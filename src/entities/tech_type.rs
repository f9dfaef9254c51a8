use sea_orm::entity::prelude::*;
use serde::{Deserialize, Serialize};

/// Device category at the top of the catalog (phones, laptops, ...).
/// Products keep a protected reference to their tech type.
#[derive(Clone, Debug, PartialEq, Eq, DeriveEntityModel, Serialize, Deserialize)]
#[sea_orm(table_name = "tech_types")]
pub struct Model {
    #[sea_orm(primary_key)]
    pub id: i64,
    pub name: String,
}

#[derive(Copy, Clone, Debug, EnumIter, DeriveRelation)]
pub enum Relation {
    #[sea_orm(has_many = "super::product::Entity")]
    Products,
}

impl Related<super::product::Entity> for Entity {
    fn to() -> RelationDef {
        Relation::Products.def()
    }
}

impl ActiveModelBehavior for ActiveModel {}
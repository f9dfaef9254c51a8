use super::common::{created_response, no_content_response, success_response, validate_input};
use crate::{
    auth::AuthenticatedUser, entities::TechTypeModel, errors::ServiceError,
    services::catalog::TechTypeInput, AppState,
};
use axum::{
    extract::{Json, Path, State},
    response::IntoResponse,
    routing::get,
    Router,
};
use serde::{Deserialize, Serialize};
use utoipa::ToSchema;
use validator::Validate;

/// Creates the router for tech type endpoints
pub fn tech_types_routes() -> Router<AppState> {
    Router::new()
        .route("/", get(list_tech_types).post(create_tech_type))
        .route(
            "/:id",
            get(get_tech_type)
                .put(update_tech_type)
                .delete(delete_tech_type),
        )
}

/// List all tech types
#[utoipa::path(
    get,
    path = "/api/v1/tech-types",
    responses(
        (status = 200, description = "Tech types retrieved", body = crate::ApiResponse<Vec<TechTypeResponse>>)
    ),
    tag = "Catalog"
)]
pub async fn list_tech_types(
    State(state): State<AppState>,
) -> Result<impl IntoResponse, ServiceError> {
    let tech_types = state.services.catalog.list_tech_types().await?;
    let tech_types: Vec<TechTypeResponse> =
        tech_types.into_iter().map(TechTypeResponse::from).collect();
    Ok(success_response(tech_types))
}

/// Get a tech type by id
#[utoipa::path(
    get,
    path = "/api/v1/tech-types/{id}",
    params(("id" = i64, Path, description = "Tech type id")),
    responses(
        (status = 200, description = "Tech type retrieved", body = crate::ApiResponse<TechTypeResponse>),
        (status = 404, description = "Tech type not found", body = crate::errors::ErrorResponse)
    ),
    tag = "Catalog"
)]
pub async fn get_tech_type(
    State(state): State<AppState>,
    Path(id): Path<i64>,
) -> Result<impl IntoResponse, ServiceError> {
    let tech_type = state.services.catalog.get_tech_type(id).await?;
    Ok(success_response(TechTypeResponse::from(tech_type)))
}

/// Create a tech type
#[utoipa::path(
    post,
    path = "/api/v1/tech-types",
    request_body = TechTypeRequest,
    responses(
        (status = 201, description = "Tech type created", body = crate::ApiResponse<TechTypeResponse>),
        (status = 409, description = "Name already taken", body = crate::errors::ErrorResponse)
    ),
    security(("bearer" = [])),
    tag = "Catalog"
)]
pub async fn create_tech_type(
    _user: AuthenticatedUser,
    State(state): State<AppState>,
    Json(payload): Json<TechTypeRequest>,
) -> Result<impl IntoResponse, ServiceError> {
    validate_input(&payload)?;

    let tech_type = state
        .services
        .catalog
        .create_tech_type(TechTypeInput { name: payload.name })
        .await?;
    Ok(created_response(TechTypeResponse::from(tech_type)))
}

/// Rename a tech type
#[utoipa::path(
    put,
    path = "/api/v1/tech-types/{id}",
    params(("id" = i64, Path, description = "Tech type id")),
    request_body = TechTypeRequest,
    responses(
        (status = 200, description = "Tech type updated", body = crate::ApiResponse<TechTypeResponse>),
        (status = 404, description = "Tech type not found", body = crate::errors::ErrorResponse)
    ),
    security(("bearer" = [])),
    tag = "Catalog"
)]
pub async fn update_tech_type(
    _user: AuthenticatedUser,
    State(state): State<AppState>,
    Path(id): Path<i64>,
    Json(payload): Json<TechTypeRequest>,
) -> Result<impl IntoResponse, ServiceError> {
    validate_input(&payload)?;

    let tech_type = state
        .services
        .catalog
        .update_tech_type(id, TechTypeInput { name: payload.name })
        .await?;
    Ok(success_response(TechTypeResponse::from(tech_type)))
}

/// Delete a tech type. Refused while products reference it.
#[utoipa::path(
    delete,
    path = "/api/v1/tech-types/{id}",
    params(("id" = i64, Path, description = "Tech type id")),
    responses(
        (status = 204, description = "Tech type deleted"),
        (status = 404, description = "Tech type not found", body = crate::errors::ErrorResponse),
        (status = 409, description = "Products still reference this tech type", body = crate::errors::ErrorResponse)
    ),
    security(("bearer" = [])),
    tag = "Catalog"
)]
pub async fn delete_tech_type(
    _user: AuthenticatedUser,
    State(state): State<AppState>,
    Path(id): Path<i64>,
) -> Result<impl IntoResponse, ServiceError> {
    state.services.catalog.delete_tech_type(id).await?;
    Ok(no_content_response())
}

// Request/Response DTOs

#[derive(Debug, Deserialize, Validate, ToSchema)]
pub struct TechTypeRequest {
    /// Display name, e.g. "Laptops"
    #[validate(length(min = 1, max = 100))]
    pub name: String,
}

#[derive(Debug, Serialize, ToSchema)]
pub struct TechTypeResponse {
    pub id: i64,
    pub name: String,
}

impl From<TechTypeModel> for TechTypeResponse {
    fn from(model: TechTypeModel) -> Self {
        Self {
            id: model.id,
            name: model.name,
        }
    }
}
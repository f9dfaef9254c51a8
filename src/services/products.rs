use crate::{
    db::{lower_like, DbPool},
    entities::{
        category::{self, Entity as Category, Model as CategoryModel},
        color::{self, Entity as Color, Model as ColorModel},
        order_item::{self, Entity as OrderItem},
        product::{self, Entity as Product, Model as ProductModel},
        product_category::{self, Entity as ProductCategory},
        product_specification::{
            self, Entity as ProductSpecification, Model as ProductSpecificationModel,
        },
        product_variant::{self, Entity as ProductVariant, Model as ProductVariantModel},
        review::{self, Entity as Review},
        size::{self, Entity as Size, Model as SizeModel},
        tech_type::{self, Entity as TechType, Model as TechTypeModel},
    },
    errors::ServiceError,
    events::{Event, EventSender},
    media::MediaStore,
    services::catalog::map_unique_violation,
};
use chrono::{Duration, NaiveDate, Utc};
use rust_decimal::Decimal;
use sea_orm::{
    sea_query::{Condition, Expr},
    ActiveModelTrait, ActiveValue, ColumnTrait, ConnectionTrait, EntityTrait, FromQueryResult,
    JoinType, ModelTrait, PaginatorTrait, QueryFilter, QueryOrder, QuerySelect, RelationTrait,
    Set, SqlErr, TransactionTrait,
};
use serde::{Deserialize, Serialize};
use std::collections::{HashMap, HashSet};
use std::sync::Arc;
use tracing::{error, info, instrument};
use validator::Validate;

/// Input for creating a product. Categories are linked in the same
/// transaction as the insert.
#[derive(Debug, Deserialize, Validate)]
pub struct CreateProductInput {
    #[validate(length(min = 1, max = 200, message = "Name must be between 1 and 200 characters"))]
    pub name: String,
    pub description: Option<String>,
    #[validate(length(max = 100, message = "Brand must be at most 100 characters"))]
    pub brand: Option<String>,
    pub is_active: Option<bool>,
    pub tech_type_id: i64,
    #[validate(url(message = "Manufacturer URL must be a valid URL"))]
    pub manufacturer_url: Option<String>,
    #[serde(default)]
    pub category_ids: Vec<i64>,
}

━━━━━━━━━━

> [Exercise]:
In full and without alteration, retype the entries above.

> [Task result]:
filename src/entities/tech_type.rs
repository f9dfaef9254c51a8
use sea_orm::entity::prelude::*;
use serde::{Deserialize, Serialize};

/// Device category at the top of the catalog (phones, laptops, ...).
/// Products keep a protected reference to their tech type.
#[derive(Clone, Debug, PartialEq, Eq, DeriveEntityModel, Serialize, Deserialize)]
#[sea_orm(table_name = "tech_types")]
pub struct Model {
    #[sea_orm(primary_key)]
    pub id: i64,
    pub name: String,
}

#[derive(Copy, Clone, Debug, EnumIter, DeriveRelation)]
pub enum Relation {
    #[sea_orm(has_many = "super::product::Entity")]
    Products,
}

impl Related<super::product::Entity> for Entity {
    fn to() -> RelationDef {
        Relation::Products.def()
    }
}

impl ActiveModelBehavior for ActiveModel {}
repository f9dfaef9254c51a8
use super::common::{created_response, no_content_response, success_response, validate_input};
use crate::{
    auth::AuthenticatedUser, entities::TechTypeModel, errors::ServiceError,
    services::catalog::TechTypeInput, AppState,
};
use axum::{
    extract::{Json, Path, State},
    response::IntoResponse,
    routing::get,
    Router,
};
use serde::{Deserialize, Serialize};
use utoipa::ToSchema;
use validator::Validate;

/// Creates the router for tech type endpoints
pub fn tech_types_routes() -> Router<AppState> {
    Router::new()
        .route("/", get(list_tech_types).post(create_tech_type))
        .route(
            "/:id",
            get(get_tech_type)
                .put(update_tech_type)
                .delete(delete_tech_type),
        )
}

/// List all tech types
#[utoipa::path(
    get,
    path = "/api/v1/tech-types",
    responses(
        (status = 200, description = "Tech types retrieved", body = crate::ApiResponse<Vec<TechTypeResponse>>)
    ),
    tag = "Catalog"
)]
pub async fn list_tech_types(
    State(state): State<AppState>,
) -> Result<impl IntoResponse, ServiceError> {
    let tech_types = state.services.catalog.list_tech_types().await?;
    let tech_types: Vec<TechTypeResponse> =
        tech_types.into_iter().map(TechTypeResponse::from).collect();
    Ok(success_response(tech_types))
}

/// Get a tech type by id
#[utoipa::path(
    get,
    path = "/api/v1/tech-types/{id}",
    params(("id" = i64, Path, description = "Tech type id")),
    responses(
        (status = 200, description = "Tech type retrieved", body = crate::ApiResponse<TechTypeResponse>),
        (status = 404, description = "Tech type not found", body = crate::errors::ErrorResponse)
    ),
    tag = "Catalog"
)]
pub async fn get_tech_type(
    State(state): State<AppState>,
    Path(id): Path<i64>,
) -> Result<impl IntoResponse, ServiceError> {
    let tech_type = state.services.catalog.get_tech_type(id).await?;
    Ok(success_response(TechTypeResponse::from(tech_type)))
}

/// Create a tech type
#[utoipa::path(
    post,
    path = "/api/v1/tech-types",
    request_body = TechTypeRequest,
    responses(
        (status = 201, description = "Tech type created", body = crate::ApiResponse<TechTypeResponse>),
        (status = 409, description = "Name already taken", body = crate::errors::ErrorResponse)
    ),
    security(("bearer" = [])),
    tag = "Catalog"
)]
pub async fn create_tech_type(
    _user: AuthenticatedUser,
    State(state): State<AppState>,
    Json(payload): Json<TechTypeRequest>,
) -> Result<impl IntoResponse, ServiceError> {
    validate_input(&payload)?;

    let tech_type = state
        .services
        .catalog
        .create_tech_type(TechTypeInput { name: payload.name })
        .await?;
    Ok(created_response(TechTypeResponse::from(tech_type)))
}

/// Rename a tech type
#[utoipa::path(
    put,
    path = "/api/v1/tech-types/{id}",
    params(("id" = i64, Path, description = "Tech type id")),
    request_body = TechTypeRequest,
    responses(
        (status = 200, description = "Tech type updated", body = crate::ApiResponse<TechTypeResponse>),
        (status = 404, description = "Tech type not found", body = crate::errors::ErrorResponse)
    ),
    security(("bearer" = [])),
    tag = "Catalog"
)]
pub async fn update_tech_type(
    _user: AuthenticatedUser,
    State(state): State<AppState>,
    Path(id): Path<i64>,
    Json(payload): Json<TechTypeRequest>,
) -> Result<impl IntoResponse, ServiceError> {
    validate_input(&payload)?;

    let tech_type = state
        .services
        .catalog
        .update_tech_type(id, TechTypeInput { name: payload.name })
        .await?;
    Ok(success_response(TechTypeResponse::from(tech_type)))
}

/// Delete a tech type. Refused while products reference it.
#[utoipa::path(
    delete,
    path = "/api/v1/tech-types/{id}",
    params(("id" = i64, Path, description = "Tech type id")),
    responses(
        (status = 204, description = "Tech type deleted"),
        (status = 404, description = "Tech type not found", body = crate::errors::ErrorResponse),
        (status = 409, description = "Products still reference this tech type", body = crate::errors::ErrorResponse)
    ),
    security(("bearer" = [])),
    tag = "Catalog"
)]
pub async fn delete_tech_type(
    _user: AuthenticatedUser,
    State(state): State<AppState>,
    Path(id): Path<i64>,
) -> Result<impl IntoResponse, ServiceError> {
    state.services.catalog.delete_tech_type(id).await?;
    Ok(no_content_response())
}

// Request/Response DTOs

#[derive(Debug, Deserialize, Validate, ToSchema)]
pub struct TechTypeRequest {
    /// Display name, e.g. "Laptops"
    #[validate(length(min = 1, max = 100))]
    pub name: String,
}

#[derive(Debug, Serialize, ToSchema)]
pub struct TechTypeResponse {
    pub id: i64,
    pub name: String,
}

impl From<TechTypeModel> for TechTypeResponse {
    fn from(model: TechTypeModel) -> Self {
        Self {
            id: model.id,
            name: model.name,
        }
    }
}
repository f9dfaef9254c51a8
filename src/services/products.rs
use crate::{
    db::{lower_like, DbPool},
    entities::{
        category::{self, Entity as Category, Model as CategoryModel},
        color::{self, Entity as Color, Model as ColorModel},
        order_item::{self, Entity as OrderItem},
        product::{self, Entity as Product, Model as ProductModel},
        product_category::{self, Entity as ProductCategory},
        product_specification::{
            self, Entity as ProductSpecification, Model as ProductSpecificationModel,
        },
        product_variant::{self, Entity as ProductVariant, Model as ProductVariantModel},
        review::{self, Entity as Review},
        size::{self, Entity as Size, Model as SizeModel},
        tech_type::{self, Entity as TechType, Model as TechTypeModel},
    },
    errors::ServiceError,
    events::{Event, EventSender},
    media::MediaStore,
    services::catalog::map_unique_violation,
};
use chrono::{Duration, NaiveDate, Utc};
use rust_decimal::Decimal;
use sea_orm::{
    sea_query::{Condition, Expr},
    ActiveModelTrait, ActiveValue, ColumnTrait, ConnectionTrait, EntityTrait, FromQueryResult,
    JoinType, ModelTrait, PaginatorTrait, QueryFilter, QueryOrder, QuerySelect, RelationTrait,
    Set, SqlErr, TransactionTrait,
};
use serde::{Deserialize, Serialize};
use std::collections::{HashMap, HashSet};
use std::sync::Arc;
use tracing::{error, info, instrument};
use validator::Validate;

/// Input for creating a product. Categories are linked in the same
/// transaction as the insert.
#[derive(Debug, Deserialize, Validate)]
pub struct CreateProductInput {
    #[validate(length(min = 1, max = 200, message = "Name must be between 1 and 200 characters"))]
    pub name: String,
    pub description: Option<String>,
    #[validate(length(max = 100, message = "Brand must be at most 100 characters"))]
    pub brand: Option<String>,
    pub is_active: Option<bool>,
    pub tech_type_id: i64,
    #[validate(url(message = "Manufacturer URL must be a valid URL"))]
    pub manufacturer_url: Option<String>,
    #[serde(default)]
    pub category_ids: Vec<i64>,
}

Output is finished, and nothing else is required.